The safety and scientific validity of this study is the responsibility of the study sponsor and investigators. Listing a study does not mean it has been evaluated by the U.S. Federal Government. Read our disclaimer for details.
 
ClinicalTrials.gov Identifier: NCT02716584
Recruitment Status : Completed
First Posted : March 23, 2016
Results First Posted : September 19, 2019
Last Update Posted : September 19, 2019
Sponsor:
Information provided by (Responsible Party):
VA Office of Research and Development

Brief Summary:
Impairments in social integration, characterized by low marriage rates, few friendships, and a high frequency of living alone, affect the vast majority of Veterans with schizophrenia. The primary aim of this proposal is to test the efficacy of a novel rehabilitation treatment approach, engaging in physical exercise, at improving two determinants of social integration which are impaired in schizophrenia: cognition and affect.
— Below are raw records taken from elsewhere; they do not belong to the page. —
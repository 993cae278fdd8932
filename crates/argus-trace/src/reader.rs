//! Trace file reading, for tools and tests.

use std::io::Read;

use argus_packet::{read_packet, Packet, PacketError, PacketTags, PacketTypeId};
use tracing::warn;

use crate::compress::decompress_body;
use crate::error::{Result, TraceError};
use crate::format::{expected_channel_header_size, FileHeader, GpuInfo};
use crate::io::ReadLeExt;
use crate::meta::TraceMetadata;
use crate::portability::decode_table;

/// Streaming reader: header and gpu infos up front, then one packet at a
/// time with transparent decompression.
pub struct TraceReader<R: Read> {
    r: R,
    header: FileHeader,
    gpus: Vec<GpuInfo>,
}

impl<R: Read> TraceReader<R> {
    pub fn open(mut r: R) -> Result<Self> {
        let declared = r.read_u64_le()?;
        let header = FileHeader::decode(&mut r)?;
        let expected = expected_channel_header_size(header.gpu_count);
        if declared != expected {
            return Err(TraceError::DeclaredSizeMismatch { declared, expected });
        }
        let mut gpus = Vec::with_capacity(header.gpu_count.min(1024) as usize);
        for _ in 0..header.gpu_count {
            gpus.push(GpuInfo::decode(&mut r)?);
        }
        Ok(Self { r, header, gpus })
    }

    pub fn header(&self) -> &FileHeader {
        &self.header
    }

    pub fn gpus(&self) -> &[GpuInfo] {
        &self.gpus
    }

    /// Next packet with its body decompressed, or `None` at a clean end.
    pub fn next_packet(&mut self) -> Result<Option<Packet>> {
        let Some(mut packet) = read_packet(&mut self.r)? else {
            return Ok(None);
        };
        if packet.header().tags.contains(PacketTags::COMPRESSED) {
            let body = decompress_body(self.header.compression, packet.body())?;
            packet.replace_body(body);
            packet.remove_tags(PacketTags::COMPRESSED);
        }
        Ok(Some(packet))
    }
}

/// A fully-loaded trace file with the trailers split out.
#[derive(Debug)]
pub struct TraceFile {
    pub header: FileHeader,
    pub gpus: Vec<GpuInfo>,
    /// Call and message packets, in stream order, trailers excluded.
    pub packets: Vec<Packet>,
    pub portability: Option<Vec<u64>>,
    pub metadata: Option<TraceMetadata>,
    /// The stream ended mid-packet; everything before the cut is kept.
    pub truncated: bool,
}

impl TraceFile {
    pub fn read<R: Read>(r: R) -> Result<Self> {
        let mut reader = TraceReader::open(r)?;
        let mut packets = Vec::new();
        let mut portability = None;
        let mut metadata = None;
        let mut truncated = false;
        loop {
            match reader.next_packet() {
                Ok(Some(pkt)) => match pkt.header().packet_type {
                    PacketTypeId::PORTABILITY_TABLE => {
                        portability = Some(decode_table(pkt.body())?)
                    }
                    PacketTypeId::META_DATA => {
                        metadata = Some(TraceMetadata::from_json(pkt.body())?)
                    }
                    _ => packets.push(pkt),
                },
                Ok(None) => break,
                Err(TraceError::Packet(PacketError::Truncated { .. })) => {
                    warn!(packets = packets.len(), "trace cut off mid-packet");
                    truncated = true;
                    break;
                }
                Err(e) => return Err(e),
            }
        }
        Ok(Self {
            header: reader.header,
            gpus: reader.gpus,
            packets,
            portability,
            metadata,
            truncated,
        })
    }
}
//! Trailing index of portability-relevant packets.
//!
//! Replay on a different device needs to revisit the calls that bind memory,
//! so the writer records the file offset of every packet whose type is in an
//! allow-list and appends them as one packet at the end of the file. The body
//! is `offsets(u64 LE)… count(u64 LE)`: readers that already know where the
//! packet ends take the count from the last word and walk backwards.

use std::collections::BTreeSet;

use argus_packet::PacketTypeId;

use crate::error::{Result, TraceError};

/// Well-known call ids assigned by the interception layer. Only the ones the
/// container itself cares about are named here.
pub mod call_ids {
    use argus_packet::PacketTypeId;

    pub const CREATE_DEVICE: PacketTypeId = PacketTypeId(16);
    pub const PRESENT: PacketTypeId = PacketTypeId(17);
    pub const ALLOCATE_MEMORY: PacketTypeId = PacketTypeId(18);
    pub const BIND_BUFFER_MEMORY: PacketTypeId = PacketTypeId(19);
    pub const BIND_IMAGE_MEMORY: PacketTypeId = PacketTypeId(20);
    pub const MAP_MEMORY: PacketTypeId = PacketTypeId(21);
    pub const UNMAP_MEMORY: PacketTypeId = PacketTypeId(22);
    pub const CREATE_BUFFER: PacketTypeId = PacketTypeId(23);
    pub const CREATE_IMAGE: PacketTypeId = PacketTypeId(24);
}

/// Packet types whose file offsets go into the trailing portability table.
#[derive(Debug, Clone, PartialEq, Eq)]
pub struct PortabilitySet {
    ids: BTreeSet<PacketTypeId>,
}

impl PortabilitySet {
    pub fn new<I: IntoIterator<Item = PacketTypeId>>(ids: I) -> Self {
        Self {
            ids: ids.into_iter().collect(),
        }
    }

    pub fn empty() -> Self {
        Self {
            ids: BTreeSet::new(),
        }
    }

    pub fn contains(&self, id: PacketTypeId) -> bool {
        self.ids.contains(&id)
    }
}

impl Default for PortabilitySet {
    /// The memory allocation and binding calls.
    fn default() -> Self {
        use call_ids::*;
        Self::new([
            ALLOCATE_MEMORY,
            BIND_BUFFER_MEMORY,
            BIND_IMAGE_MEMORY,
            MAP_MEMORY,
            UNMAP_MEMORY,
            CREATE_BUFFER,
            CREATE_IMAGE,
        ])
    }
}

pub fn encode_table(offsets: &[u64]) -> Vec<u8> {
    let mut body = Vec::with_capacity((offsets.len() + 1) * 8);
    for off in offsets {
        body.extend_from_slice(&off.to_le_bytes());
    }
    body.extend_from_slice(&(offsets.len() as u64).to_le_bytes());
    body
}

pub fn decode_table(body: &[u8]) -> Result<Vec<u64>> {
    if body.len() < 8 || body.len() % 8 != 0 {
        return Err(TraceError::Corrupt("portability table body misaligned"));
    }
    let count = u64::from_le_bytes(body[body.len() - 8..].try_into().unwrap());
    if count != (body.len() / 8 - 1) as u64 {
        return Err(TraceError::Corrupt("portability table count mismatch"));
    }
    Ok(body[..body.len() - 8]
        .chunks_exact(8)
        .map(|chunk| u64::from_le_bytes(chunk.try_into().unwrap()))
        .collect())
}

#[cfg(test)]
mod tests {
    use super::*;

    #[test]
    fn table_roundtrip() {
        let offsets = [72u64, 1031, 99_999];
        let body = encode_table(&offsets);
        assert_eq!(decode_table(&body).unwrap(), offsets);
    }

    #[test]
    fn empty_table_roundtrip() {
        let body = encode_table(&[]);
        assert_eq!(body.len(), 8);
        assert!(decode_table(&body).unwrap().is_empty());
    }

    #[test]
    fn count_mismatch_rejected() {
        let mut body = encode_table(&[1, 2, 3]);
        let at = body.len() - 8;
        body[at..].copy_from_slice(&9u64.to_le_bytes());
        assert!(decode_table(&body).is_err());
    }

    #[test]
    fn default_set_tracks_memory_calls_only() {
        let set = PortabilitySet::default();
        assert!(set.contains(call_ids::ALLOCATE_MEMORY));
        assert!(set.contains(call_ids::BIND_IMAGE_MEMORY));
        assert!(!set.contains(call_ids::PRESENT));
        assert!(!set.contains(PacketTypeId::MESSAGE));
    }
}
//! Live-object table and baseline reachability.
//!
//! The gate never inspects call payloads; producers describe each call's
//! effect on the object graph explicitly and the table tracks the latest
//! state packet per live object. At trim start a mark phase decides which
//! objects the baseline must recreate.

use std::collections::{HashMap, VecDeque};

use argus_packet::Packet;

/// Opaque producer-side handle, unique per live object.
#[derive(Debug, Clone, Copy, PartialEq, Eq, Hash, PartialOrd, Ord)]
pub struct ObjectHandle(pub u64);

impl core::fmt::Display for ObjectHandle {
    fn fmt(&self, f: &mut core::fmt::Formatter<'_>) -> core::fmt::Result {
        write!(f, "{:#x}", self.0)
    }
}

#[derive(Debug, Clone, Copy, PartialEq, Eq, Hash)]
pub enum ObjectKind {
    Device,
    Queue,
    Swapchain,
    Memory,
    Buffer,
    Image,
    Sampler,
    Pipeline,
    CommandBuffer,
}

impl ObjectKind {
    /// Roots of the baseline reachability walk.
    pub fn is_root(self) -> bool {
        matches!(
            self,
            ObjectKind::Device | ObjectKind::Queue | ObjectKind::Swapchain
        )
    }
}

#[derive(Debug)]
pub struct LiveObject {
    pub handle: ObjectHandle,
    pub kind: ObjectKind,
    /// Handles this object's creating call referenced.
    pub refs: Vec<ObjectHandle>,
    /// Most recent state-bearing packet (creation, superseded by mutations).
    pub latest: Packet,
    /// Set while trimming when a streamed call used or mutated the object.
    pub referenced: bool,
    creation_order: u64,
}

#[derive(Debug, Default)]
pub struct ObjectTable {
    objects: HashMap<ObjectHandle, LiveObject>,
    next_creation: u64,
}

impl ObjectTable {
    pub fn record_create(
        &mut self,
        handle: ObjectHandle,
        kind: ObjectKind,
        refs: Vec<ObjectHandle>,
        packet: Packet,
    ) {
        let creation_order = self.next_creation;
        self.next_creation += 1;
        // Handle reuse after destroy is legal; the new object supersedes.
        self.objects.insert(
            handle,
            LiveObject {
                handle,
                kind,
                refs,
                latest: packet,
                referenced: false,
                creation_order,
            },
        );
    }

    /// Replaces the object's latest-state packet. Unknown handles are
    /// ignored: the object predates capture and cannot be baselined anyway.
    pub fn record_mutate(&mut self, handle: ObjectHandle, packet: Packet) {
        if let Some(obj) = self.objects.get_mut(&handle) {
            obj.latest = packet;
        }
    }

    pub fn mark_referenced(&mut self, handle: ObjectHandle) {
        if let Some(obj) = self.objects.get_mut(&handle) {
            obj.referenced = true;
        }
    }

    pub fn record_destroy(&mut self, handle: ObjectHandle) {
        self.objects.remove(&handle);
    }

    pub fn len(&self) -> usize {
        self.objects.len()
    }

    pub fn is_empty(&self) -> bool {
        self.objects.is_empty()
    }

    pub fn get(&self, handle: ObjectHandle) -> Option<&LiveObject> {
        self.objects.get(&handle)
    }

    /// Mark phase: an object is baseline-reachable when a root kind reaches
    /// it over the recorded reference edges, followed in either direction
    /// (a buffer references its device, a swapchain references its images).
    /// Returns the reachable objects in creation order.
    pub fn reachable_in_creation_order(&self) -> Vec<&LiveObject> {
        let mut adjacency: HashMap<ObjectHandle, Vec<ObjectHandle>> = HashMap::new();
        for obj in self.objects.values() {
            for &referenced in &obj.refs {
                adjacency.entry(obj.handle).or_default().push(referenced);
                adjacency.entry(referenced).or_default().push(obj.handle);
            }
        }

        let mut marked: HashMap<ObjectHandle, bool> =
            self.objects.keys().map(|&h| (h, false)).collect();
        let mut queue: VecDeque<ObjectHandle> = self
            .objects
            .values()
            .filter(|o| o.kind.is_root())
            .map(|o| o.handle)
            .collect();
        for &h in &queue {
            marked.insert(h, true);
        }
        while let Some(handle) = queue.pop_front() {
            if let Some(neighbors) = adjacency.get(&handle) {
                for &next in neighbors {
                    if let Some(mark) = marked.get_mut(&next) {
                        if !*mark {
                            *mark = true;
                            queue.push_back(next);
                        }
                    }
                }
            }
        }

        let mut reachable: Vec<&LiveObject> = self
            .objects
            .values()
            .filter(|o| marked[&o.handle])
            .collect();
        reachable.sort_by_key(|o| o.creation_order);
        reachable
    }
}

#[cfg(test)]
mod tests {
    use super::*;
    use argus_packet::{PacketTimes, PacketTypeId};

    fn pkt(seq: u64) -> Packet {
        let mut p = Packet::with_body(
            PacketTypeId::FIRST_API_CALL,
            1,
            PacketTimes::default(),
            &seq.to_le_bytes(),
        );
        p.set_sequence(seq);
        p
    }

    const DEV: ObjectHandle = ObjectHandle(0x10);
    const BUF: ObjectHandle = ObjectHandle(0x20);
    const MEM: ObjectHandle = ObjectHandle(0x30);
    const ORPHAN: ObjectHandle = ObjectHandle(0x40);

    fn populated() -> ObjectTable {
        let mut table = ObjectTable::default();
        table.record_create(DEV, ObjectKind::Device, vec![], pkt(0));
        table.record_create(BUF, ObjectKind::Buffer, vec![DEV], pkt(1));
        table.record_create(MEM, ObjectKind::Memory, vec![BUF], pkt(2));
        table.record_create(ORPHAN, ObjectKind::Sampler, vec![], pkt(3));
        table
    }

    #[test]
    fn reachability_follows_edges_transitively() {
        let table = populated();
        let reachable = table.reachable_in_creation_order();
        let handles: Vec<_> = reachable.iter().map(|o| o.handle).collect();
        assert_eq!(handles, vec![DEV, BUF, MEM]);
    }

    #[test]
    fn destroy_prunes_the_subgraph() {
        let mut table = populated();
        table.record_destroy(BUF);
        let handles: Vec<_> = table
            .reachable_in_creation_order()
            .iter()
            .map(|o| o.handle)
            .collect();
        // The memory's only path to a root went through the buffer.
        assert_eq!(handles, vec![DEV]);
    }

    #[test]
    fn mutation_supersedes_creation_packet() {
        let mut table = populated();
        table.record_mutate(BUF, pkt(9));
        assert_eq!(table.get(BUF).unwrap().latest.header().sequence, 9);
    }

    #[test]
    fn handle_reuse_replaces_the_old_object() {
        let mut table = populated();
        table.record_destroy(ORPHAN);
        table.record_create(ORPHAN, ObjectKind::Queue, vec![], pkt(7));
        assert_eq!(table.get(ORPHAN).unwrap().kind, ObjectKind::Queue);
        assert_eq!(table.len(), 4);
    }
}
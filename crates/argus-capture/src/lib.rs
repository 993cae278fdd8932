//! Producer-side capture layer.
//!
//! The interception glue finalizes packets and hands them to an injected
//! [`CaptureState`], which applies the trim gate, tracks live objects for the
//! baseline, assigns the global sequence index and forwards streamed packets
//! to the recorder over TCP.

mod client;
mod error;
mod objects;
mod options;
mod state;
mod trim;

pub use crate::client::RecorderClient;
pub use crate::error::{CaptureError, Result};
pub use crate::objects::{LiveObject, ObjectHandle, ObjectKind, ObjectTable};
pub use crate::options::{
    CaptureOptions, DEFAULT_MAX_TRIM_BATCH, ENV_MAX_TRIM_BATCH, ENV_RECORDER_PORT,
    ENV_TRIM_TRIGGER, ENV_VERBOSITY,
};
pub use crate::state::{CaptureState, Disposition, MemorySink, ObjectEffect, PacketSink};
pub use crate::trim::{TrimMode, TrimTrigger};
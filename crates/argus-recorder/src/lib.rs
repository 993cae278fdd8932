//! Recorder side of the capture pipeline: the listening supervisor, its
//! bounded recorder-thread pool and the traced-child watchdog. The
//! `argus-record` binary wires these to a CLI.

mod config;
mod error;
mod server;
mod watchdog;

pub use crate::config::{RecorderConfig, Verbosity, DEFAULT_LISTEN_PORT, DEFAULT_MAX_WORKERS};
pub use crate::error::{RecorderError, Result};
pub use crate::server::Supervisor;
pub use crate::watchdog::Watchdog;
#![forbid(unsafe_code)]

use std::path::PathBuf;
use std::process::Command;
use std::sync::atomic::AtomicBool;
use std::sync::Arc;

use anyhow::{Context, Result};
use argus_capture::{
    TrimTrigger, ENV_MAX_TRIM_BATCH, ENV_RECORDER_PORT, ENV_TRIM_TRIGGER, ENV_VERBOSITY,
};
use argus_recorder::{
    RecorderConfig, Supervisor, Verbosity, Watchdog, DEFAULT_LISTEN_PORT, DEFAULT_MAX_WORKERS,
};
use argus_trace::{Compression, DEFAULT_COMPRESSION_THRESHOLD};
use clap::Parser;
use tracing_subscriber::EnvFilter;

#[derive(Debug, Parser)]
#[command(name = "argus-record", about = "Launch a program and record its API-call trace")]
struct Args {
    /// Program to launch and trace, followed by its arguments.
    #[arg(required = true, trailing_var_arg = true, allow_hyphen_values = true)]
    program: Vec<String>,

    /// Trace file path. Additional capture channels get a -N suffix.
    #[arg(short, long, default_value = "argus_trace.argt")]
    output: PathBuf,

    /// quiet, errors, warnings, verbose or debug.
    #[arg(short, long, default_value = "warnings")]
    verbosity: Verbosity,

    /// Packet body codec: none, lz4 or snappy.
    #[arg(long, default_value = "lz4")]
    compression: Compression,

    /// Bodies at or below this many bytes stay uncompressed.
    #[arg(long, default_value_t = DEFAULT_COMPRESSION_THRESHOLD)]
    compression_threshold: u64,

    /// Trim trigger: none, hotkey-<name> or frames-<start>-<end>.
    #[arg(long)]
    trim_trigger: Option<String>,

    /// Largest baseline burst the capture layer sends at once.
    #[arg(long, default_value_t = argus_capture::DEFAULT_MAX_TRIM_BATCH)]
    trim_max_batch: usize,

    /// Recorder thread ceiling.
    #[arg(long, default_value_t = DEFAULT_MAX_WORKERS)]
    max_threads: usize,

    /// Listen port for capture channels.
    #[arg(long, default_value_t = DEFAULT_LISTEN_PORT)]
    port: u16,

    /// Echo producer message packets through the recorder's own logs.
    #[arg(long)]
    print_messages: bool,
}

fn main() -> Result<()> {
    let args = Args::parse();

    let filter = EnvFilter::try_from_default_env()
        .unwrap_or_else(|_| EnvFilter::new(args.verbosity.filter()));
    tracing_subscriber::fmt().with_env_filter(filter).init();

    // Configuration problems surface here, before anything is traced.
    let trigger = args.trim_trigger.clone().unwrap_or_default();
    trigger
        .parse::<TrimTrigger>()
        .context("--trim-trigger is invalid")?;
    anyhow::ensure!(args.max_threads >= 1, "--max-threads must be at least 1");
    anyhow::ensure!(args.trim_max_batch >= 1, "--trim-max-batch must be at least 1");

    let config = RecorderConfig {
        output: args.output,
        listen_port: args.port,
        max_workers: args.max_threads,
        compression: args.compression,
        compression_threshold: args.compression_threshold,
        print_messages: args.print_messages,
    };

    let shutdown = Arc::new(AtomicBool::new(false));
    let supervisor =
        Supervisor::bind(config, shutdown.clone()).context("cannot bind recorder port")?;
    let port = supervisor.local_addr()?.port();
    supervisor.start().context("cannot start recorder pool")?;

    let mut command = Command::new(&args.program[0]);
    command
        .args(&args.program[1..])
        .env(ENV_RECORDER_PORT, port.to_string())
        .env(ENV_TRIM_TRIGGER, &trigger)
        .env(ENV_MAX_TRIM_BATCH, args.trim_max_batch.to_string())
        .env(ENV_VERBOSITY, args.verbosity.name());
    let child = command
        .spawn()
        .with_context(|| format!("cannot launch {:?}", args.program[0]))?;
    tracing::info!(program = %args.program[0], pid = child.id(), "traced process launched");

    // From here on failures are logged, never turned into exit codes: the
    // trace on disk is worth keeping whatever happened around it.
    let watchdog = Watchdog::spawn(child, shutdown);
    let status = watchdog.join();
    tracing::info!(?status, "winding down");
    supervisor.shutdown();
    Ok(())
}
Condition or disease Intervention/treatment Phase
Schizophrenia Behavioral: Physical exercise Behavioral: Stretching exercise Not Applicable

Detailed Description:
Difficulties in social integration pose a major mental health problem for Veterans with schizophrenia. Reviews of the literature indicate that Veterans with schizophrenia have lower marriage rates, fewer friendships, and higher rates of living alone than the general population. Poor social integration is also associated with early mortality. To gain traction on this problem, it will be necessary to find treatments that address key determinants of social integration. Evidence indicates that impairments in cognition and affect are among the key determinants of this area of functioning. Findings from the broader rehabilitation literature support a novel conceptual approach to this problem, namely engagement in physical exercise. Physical exercise is associated with improvements in attention, episodic memory, working memory, speed of processing, and executive control. In addition, physical exercise is associated with increases in positive affect and decreases in negative affect. Findings on the effects of physical exercise on cognition and affect have been reported for normal aging, mild cognitive impairment, neurodegenerative disorders, oncology, and depression, but is an area of investigation relatively new to schizophrenia. The proposed study will include 54 Veterans with schizophrenia or schizoaffective disorder (aged 45-65) who will be matched on baseline levels of cardiorespiratory fitness, and then randomized (2:1) to a walking exercise group (n=36) or a control comparison group (n=18). Veterans in the exercise group will participate in a 12-week, instructor-led, outdoor brisk walking exercise program conducted in small groups (n=6), held 3 times per week, gradually increasing walking time until reaching a maximum of 40-minutes per session. The heart rate of each Veteran will be monitored during the walking sessions to help ensure maintenance of a target peak heart rate of 60% to 70% of the maximum for the individual's age (i.e., 220-age). Veterans in the control group will participate in instructor-led, non-aerobic stretching exercises in small groups (n=6) with the duration, frequency, and total number of sessions matched to the exercise group. Primary outcome measures of cardiorespiratory fitness, cognition, and positive and negative affect of participants in both groups will be measured at baseline and the 12-week end-point assessment.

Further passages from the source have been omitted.